Uzbekistan, Sweden Sign Migration Partnership Agreement

Uzbekistan, Sweden Sign Migration Partnership Agreement

Uzbekistan, Sweden Sign Migration Partnership Agreement

Tashkent, Uzbekistan (UzDaily.com) — Uzbekistan and Sweden Formalize Migration Partnership, Launch Pilot Mobility Program in Tashkent

Uzbekistan and Sweden have signed a landmark migration and mobility agreement, establishing a formal bilateral framework for legal labor migration, academic exchange, and consular cooperation — the most concrete outcome of high-level diplomatic talks held in Tashkent on June 10, 2026.

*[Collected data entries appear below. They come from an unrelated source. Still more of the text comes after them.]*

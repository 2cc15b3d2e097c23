//! sinepoly - play or bounce the demo sequence
//!
//! Run with: cargo run -- [play|bounce] [config.yaml]

mod app;
mod demo;

use color_eyre::eyre::{bail, Result as EyreResult, WrapErr};
use sinepoly::SynthConfig;
use tracing_subscriber::EnvFilter;

fn main() -> EyreResult<()> {
    color_eyre::install()?;
    tracing_subscriber::fmt()
        .with_env_filter(EnvFilter::from_default_env())
        .init();

    let mut args = std::env::args().skip(1);
    let mode = args.next().unwrap_or_else(|| "play".to_string());
    let config = match args.next() {
        Some(path) => load_config(&path)?,
        None => SynthConfig::default(),
    };

    match mode.as_str() {
        "play" => app::play(config, demo::piano_phase()?),
        "bounce" => app::bounce(config, demo::piano_phase()?),
        other => bail!("unknown mode {other:?}, expected \"play\" or \"bounce\""),
    }
}

#[cfg(feature = "serde")]
fn load_config(path: &str) -> EyreResult<SynthConfig> {
    SynthConfig::from_yaml_file(path).wrap_err_with(|| format!("failed to load {path}"))
}

#[cfg(not(feature = "serde"))]
fn load_config(path: &str) -> EyreResult<SynthConfig> {
    Err(color_eyre::eyre::eyre!("cannot read {path}")).wrap_err("built without the serde feature")
}
#[cfg(feature = "rtrb")]
use rtrb::Consumer;

/// Live control message, applied at the start of the next block.
#[derive(Debug, Copy, Clone, PartialEq)]
pub enum SynthMessage {
    NoteOn { note: u8, velocity: u8 },
    NoteOff { note: u8, velocity: u8 },
    AllNotesOff { allow_tail_off: bool },
}

/// Source of live messages drained by the block renderer.
///
/// Implementations must not block: the renderer calls `pop` from the audio
/// thread until it returns `None`.
pub trait MessageReceiver {
    fn pop(&mut self) -> Option<SynthMessage>;
}

#[cfg(feature = "rtrb")]
impl MessageReceiver for Consumer<SynthMessage> {
    fn pop(&mut self) -> Option<SynthMessage> {
        Consumer::pop(self).ok()
    }
}

/// A receiver that never yields anything.
pub struct NoInput;

impl MessageReceiver for NoInput {
    fn pop(&mut self) -> Option<SynthMessage> {
        None
    }
}
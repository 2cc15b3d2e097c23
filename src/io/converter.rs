use crate::{
    io::midi::{MidiEvent, ALL_NOTES_OFF},
    sequencing::NoteEvent,
    synth::message::SynthMessage,
};

/// Map a decoded MIDI message on `channel_filter` to a live synth message.
///
/// A note-on with velocity 0 is a note-off, as the MIDI running-status
/// convention demands.
pub fn midi_to_synth(midi: MidiEvent, channel_filter: u8) -> Option<SynthMessage> {
    match midi {
        MidiEvent::NoteOn {
            channel,
            key,
            velocity: 0,
        } if channel == channel_filter => Some(SynthMessage::NoteOff {
            note: key,
            velocity: 0,
        }),
        MidiEvent::NoteOn {
            channel,
            key,
            velocity,
        } if channel == channel_filter => Some(SynthMessage::NoteOn {
            note: key,
            velocity,
        }),
        MidiEvent::NoteOff {
            channel,
            key,
            velocity,
        } if channel == channel_filter => Some(SynthMessage::NoteOff {
            note: key,
            velocity,
        }),
        MidiEvent::ControlChange {
            channel,
            controller: ALL_NOTES_OFF,
            ..
        } if channel == channel_filter => Some(SynthMessage::AllNotesOff {
            allow_tail_off: true,
        }),
        _ => None,
    }
}

/// Map a decoded MIDI message to a timestamped note event.
///
/// The timestamp is taken as-is, in whatever time base the caller's
/// sequence uses. Messages that are not note messages yield `None`.
pub fn midi_to_note_event(midi: MidiEvent, timestamp: f64) -> Option<NoteEvent> {
    match midi {
        MidiEvent::NoteOn { key, velocity: 0, .. } => Some(NoteEvent::note_off(timestamp, key, 0.0)),
        MidiEvent::NoteOn { key, velocity, .. } => Some(NoteEvent::note_on(
            timestamp,
            key,
            velocity_from_midi(velocity),
        )),
        MidiEvent::NoteOff { key, velocity, .. } => Some(NoteEvent::note_off(
            timestamp,
            key,
            velocity_from_midi(velocity),
        )),
        _ => None,
    }
}

/// Equal-tempered MIDI note to Hz, A4 (note 69) = 440 Hz.
#[inline]
pub fn midi_note_to_freq(note: u8) -> f64 {
    440.0 * 2.0_f64.powf((note as f64 - 69.0) / 12.0)
}

/// MIDI velocity 0..=127 to a 0.0..=1.0 gain factor.
#[inline]
pub fn velocity_from_midi(velocity: u8) -> f32 {
    velocity as f32 / 127.0
}
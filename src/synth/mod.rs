// Purpose: Voice management, polyphony, live note input
// This layer sits below the block renderer and owns all per-voice state

pub mod factory;
pub mod message;
pub mod poly;
pub mod sine;
pub mod voice;
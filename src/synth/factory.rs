use crate::synth::voice::SynthVoice;

/// Factory for creating the voices of a pool
///
/// The pool calls this once per slot at construction time, never on the
/// audio thread.
pub trait VoiceFactory {
    type Voice: SynthVoice;

    fn create_voice(&self) -> Self::Voice;
}

impl<F, T> VoiceFactory for F
where
    F: Fn() -> T,
    T: SynthVoice,
{
    type Voice = T;

    fn create_voice(&self) -> Self::Voice {
        self()
    }
}
//! Case-file field extraction module.

mod parser;
pub mod rules;

pub use parser::{FieldParser, ParsedFields, RuleBasedParser};

use crate::error::ExtractionError;

/// Result type for extraction operations.
pub type Result<T> = std::result::Result<T, ExtractionError>;
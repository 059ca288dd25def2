//! Last-date extraction.
//!
//! The filing date ("data de autuação") is approximated as the date-like
//! substring that appears last in the document. This is a heuristic: it
//! assumes the authoring or filing date is the final date mentioned.

use chrono::NaiveDate;

use super::patterns::{DATE_LONG_PT, DATE_NUMERIC};
use super::{ExtractionMatch, FieldExtractor};

/// Extractor for the last date-like substring in a document.
pub struct LastDateExtractor;

impl LastDateExtractor {
    pub fn new() -> Self {
        Self
    }
}

impl Default for LastDateExtractor {
    fn default() -> Self {
        Self::new()
    }
}

impl FieldExtractor for LastDateExtractor {
    type Output = ExtractionMatch<String>;

    /// The candidate with the greatest start offset.
    fn extract(&self, text: &str) -> Option<Self::Output> {
        self.extract_all(text)
            .into_iter()
            .max_by_key(ExtractionMatch::start)
    }

    /// All candidates from both formats, ordered by start offset.
    fn extract_all(&self, text: &str) -> Vec<Self::Output> {
        let mut results: Vec<Self::Output> = DATE_LONG_PT
            .find_iter(text)
            .chain(DATE_NUMERIC.find_iter(text))
            .map(|m| {
                ExtractionMatch::new(m.as_str().trim().to_string(), m.as_str())
                    .with_position(m.start(), m.end())
            })
            .collect();

        results.sort_by_key(ExtractionMatch::start);
        results
    }
}

/// Return the date-like substring that appears last in the text.
pub fn extract_last_date(text: &str) -> Option<String> {
    LastDateExtractor::new().extract(text).map(|m| m.value)
}

/// Parse a matched date (`08 de janeiro de 2016` or `08/01/2016`).
///
/// Returns `None` for unknown month names or impossible calendar dates.
pub fn parse_date(text: &str) -> Option<NaiveDate> {
    let text = text.trim();

    if let Some(caps) = DATE_NUMERIC.captures(text) {
        if caps.get(0)?.as_str() == text {
            let day: u32 = caps[1].parse().ok()?;
            let month: u32 = caps[2].parse().ok()?;
            let year: i32 = caps[3].parse().ok()?;
            return NaiveDate::from_ymd_opt(year, month, day);
        }
    }

    let caps = DATE_LONG_PT.captures(text)?;
    if caps.get(0)?.as_str() != text {
        return None;
    }
    let day: u32 = caps[1].parse().ok()?;
    let month = portuguese_month_to_number(&caps[2])?;
    let year: i32 = caps[3].parse().ok()?;
    NaiveDate::from_ymd_opt(year, month, day)
}

fn portuguese_month_to_number(month: &str) -> Option<u32> {
    let month = match month.to_lowercase().as_str() {
        "janeiro" => 1,
        "fevereiro" => 2,
        "março" | "marco" => 3,
        "abril" => 4,
        "maio" => 5,
        "junho" => 6,
        "julho" => 7,
        "agosto" => 8,
        "setembro" => 9,
        "outubro" => 10,
        "novembro" => 11,
        "dezembro" => 12,
        _ => return None,
    };
    Some(month)
}
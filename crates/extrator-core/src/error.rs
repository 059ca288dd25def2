//! Error types for the extrator-core library.

use std::path::PathBuf;

use thiserror::Error;

/// Main error type for the extrator library.
#[derive(Error, Debug)]
pub enum ExtratorError {
    /// PDF processing error.
    #[error("PDF error: {0}")]
    Pdf(#[from] PdfError),

    /// Field extraction error.
    #[error("extraction error: {0}")]
    Extraction(#[from] ExtractionError),

    /// I/O error.
    #[error("I/O error: {0}")]
    Io(#[from] std::io::Error),

    /// Configuration error.
    #[error("configuration error: {0}")]
    Config(String),

    /// The input path is missing or is not a directory.
    #[error("invalid input folder: {}", .0.display())]
    InvalidInput(PathBuf),

    /// The document listing pattern could not be built.
    #[error("invalid document pattern: {0}")]
    Pattern(#[from] glob::PatternError),
}

/// Errors related to PDF processing.
#[derive(Error, Debug)]
pub enum PdfError {
    /// Failed to open/parse the PDF file.
    #[error("failed to parse PDF: {0}")]
    Parse(String),

    /// The PDF is encrypted and cannot be opened with an empty password.
    #[error("PDF is encrypted")]
    Encrypted,
}

/// Errors related to field extraction.
#[derive(Error, Debug)]
pub enum ExtractionError {
    /// A label could not be turned into a search pattern.
    #[error("invalid label {label:?}: {source}")]
    InvalidLabel {
        label: String,
        #[source]
        source: regex::Error,
    },
}

/// Result type for the extrator library.
pub type Result<T> = std::result::Result<T, ExtratorError>;
//! CLI application that extracts case-file fields from a folder of PDFs.

mod config;
mod output;

use std::path::PathBuf;

use clap::Parser;
use tracing::{error, info};
use tracing_subscriber::EnvFilter;

use extrator_core::{FolderProcessor, PdfTextSource, RuleBasedParser};

/// Extract process number, filing date, claimant and registration number from PDFs
#[derive(Parser)]
#[command(name = "extrator")]
#[command(author, version, about, long_about = None)]
struct Cli {
    /// Folder containing the PDF files
    #[arg(short, long)]
    input: PathBuf,

    /// Output file (.csv, .xlsx/.xls or .json)
    #[arg(short, long)]
    output: PathBuf,

    /// Path to config file
    #[arg(short, long)]
    config: Option<PathBuf>,

    /// Write filing dates as YYYY-MM-DD when they parse
    #[arg(long)]
    iso_dates: bool,

    /// Enable verbose output
    #[arg(short, long, action = clap::ArgAction::Count)]
    verbose: u8,
}

fn main() -> anyhow::Result<()> {
    let cli = Cli::parse();

    // Set up logging based on verbosity; RUST_LOG takes precedence
    let level = match cli.verbose {
        0 => "info",
        1 => "debug",
        _ => "trace",
    };
    let filter = EnvFilter::try_from_default_env().unwrap_or_else(|_| EnvFilter::new(level));

    tracing_subscriber::fmt()
        .with_env_filter(filter)
        .with_target(false)
        .with_writer(std::io::stderr)
        .init();

    let mut config = config::load(cli.config.as_deref())?;
    if cli.iso_dates {
        config.extraction.normalize_dates = true;
    }

    if !cli.input.is_dir() {
        error!("Invalid input folder: {}", cli.input.display());
        return Ok(());
    }

    let parser = RuleBasedParser::from_config(&config.extraction)?;
    let source = PdfTextSource::with_config(config.pdf.clone());
    let processor = FolderProcessor::new(source, parser).with_config(config.pdf.clone());

    let table = processor.process(&cli.input)?;

    output::write_table(&table, &cli.output, &config.output)?;
    info!(
        "Saved: {} (rows: {}, failed: {})",
        cli.output.display(),
        table.len(),
        table.failed_count()
    );

    Ok(())
}
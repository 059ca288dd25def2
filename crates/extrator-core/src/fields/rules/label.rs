//! "Label: value" lookup.

use regex::{Regex, RegexBuilder};

use super::{ExtractionMatch, FieldExtractor};
use crate::error::ExtractionError;
use crate::fields::Result;

/// Characters examined after a label when no window is configured.
pub const DEFAULT_WINDOW: usize = 300;

/// Extracts the value that follows `<label>:`.
///
/// The label is matched case-insensitively. The value is the first non-blank
/// line inside a window of characters after the colon, trimmed.
pub struct LabelExtractor {
    label: String,
    pattern: Regex,
    window: usize,
}

impl LabelExtractor {
    /// Create a label extractor with the default window.
    pub fn new(label: &str) -> Result<Self> {
        let pattern = RegexBuilder::new(&format!("{}:", regex::escape(label)))
            .case_insensitive(true)
            .build()
            .map_err(|source| ExtractionError::InvalidLabel {
                label: label.to_string(),
                source,
            })?;

        Ok(Self {
            label: label.to_string(),
            pattern,
            window: DEFAULT_WINDOW,
        })
    }

    /// Set how many characters after the label are examined.
    pub fn with_window(mut self, window: usize) -> Self {
        self.window = window;
        self
    }

    pub fn label(&self) -> &str {
        &self.label
    }

    fn value_after(&self, text: &str, offset: usize) -> Option<String> {
        let rest = &text[offset..];
        let end = rest
            .char_indices()
            .nth(self.window)
            .map_or(rest.len(), |(i, _)| i);
        let snippet = &rest[..end];

        if let Some(line) = snippet
            .split(is_line_break)
            .map(str::trim)
            .find(|line| !line.is_empty())
        {
            return Some(line.to_string());
        }

        let collapsed = snippet.split_whitespace().collect::<Vec<_>>().join(" ");
        if collapsed.is_empty() {
            None
        } else {
            Some(collapsed)
        }
    }
}

impl FieldExtractor for LabelExtractor {
    type Output = ExtractionMatch<String>;

    /// Only the first occurrence of the label is considered.
    fn extract(&self, text: &str) -> Option<Self::Output> {
        let m = self.pattern.find(text)?;
        let value = self.value_after(text, m.end())?;
        Some(ExtractionMatch::new(value, m.as_str()).with_position(m.start(), m.end()))
    }

    fn extract_all(&self, text: &str) -> Vec<Self::Output> {
        self.pattern
            .find_iter(text)
            .filter_map(|m| {
                let value = self.value_after(text, m.end())?;
                Some(ExtractionMatch::new(value, m.as_str()).with_position(m.start(), m.end()))
            })
            .collect()
    }
}

/// Return the first non-empty value following `<label>:` (case-insensitive).
pub fn find_label_value(text: &str, label: &str) -> Option<String> {
    LabelExtractor::new(label).ok()?.extract(text).map(|m| m.value)
}

fn is_line_break(c: char) -> bool {
    matches!(
        c,
        '\n' | '\r' | '\x0b' | '\x0c' | '\x1c' | '\x1d' | '\x1e' | '\u{85}' | '\u{2028}' | '\u{2029}'
    )
}
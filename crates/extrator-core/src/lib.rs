//! Core library for case-file field extraction.
//!
//! This crate provides:
//! - PDF text extraction (pages concatenated in order)
//! - Heuristic field extraction: claimant, registration number ("matrícula"),
//!   process number and the last date mentioned in a document
//! - A folder processor producing one fixed-shape result row per document

pub mod error;
pub mod fields;
pub mod folder;
pub mod models;
pub mod pdf;

pub use error::{ExtractionError, ExtratorError, PdfError, Result};
pub use fields::{FieldParser, ParsedFields, RuleBasedParser};
pub use folder::FolderProcessor;
pub use models::config::ExtratorConfig;
pub use models::record::{COLUMNS, ExtractionResult, ResultTable};
pub use pdf::{PdfTextSource, TextSource};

Deputy Foreign Minister of Uzbekistan Muzaffar Madrakhimov met with Diana Janse, State Secretary at Sweden's Ministry of Foreign Affairs for International Development Cooperation and Foreign Trade, for talks spanning the full breadth of bilateral relations before concluding with two signed instruments.

What was signed:

The meeting produced a Comprehensive Partnership Agreement on Migration and Mobility between the two governments, alongside a Joint Declaration establishing a pilot program on migration and mobility — a targeted initiative designed to develop structured legal migration pathways and expand academic exchange channels between the two countries.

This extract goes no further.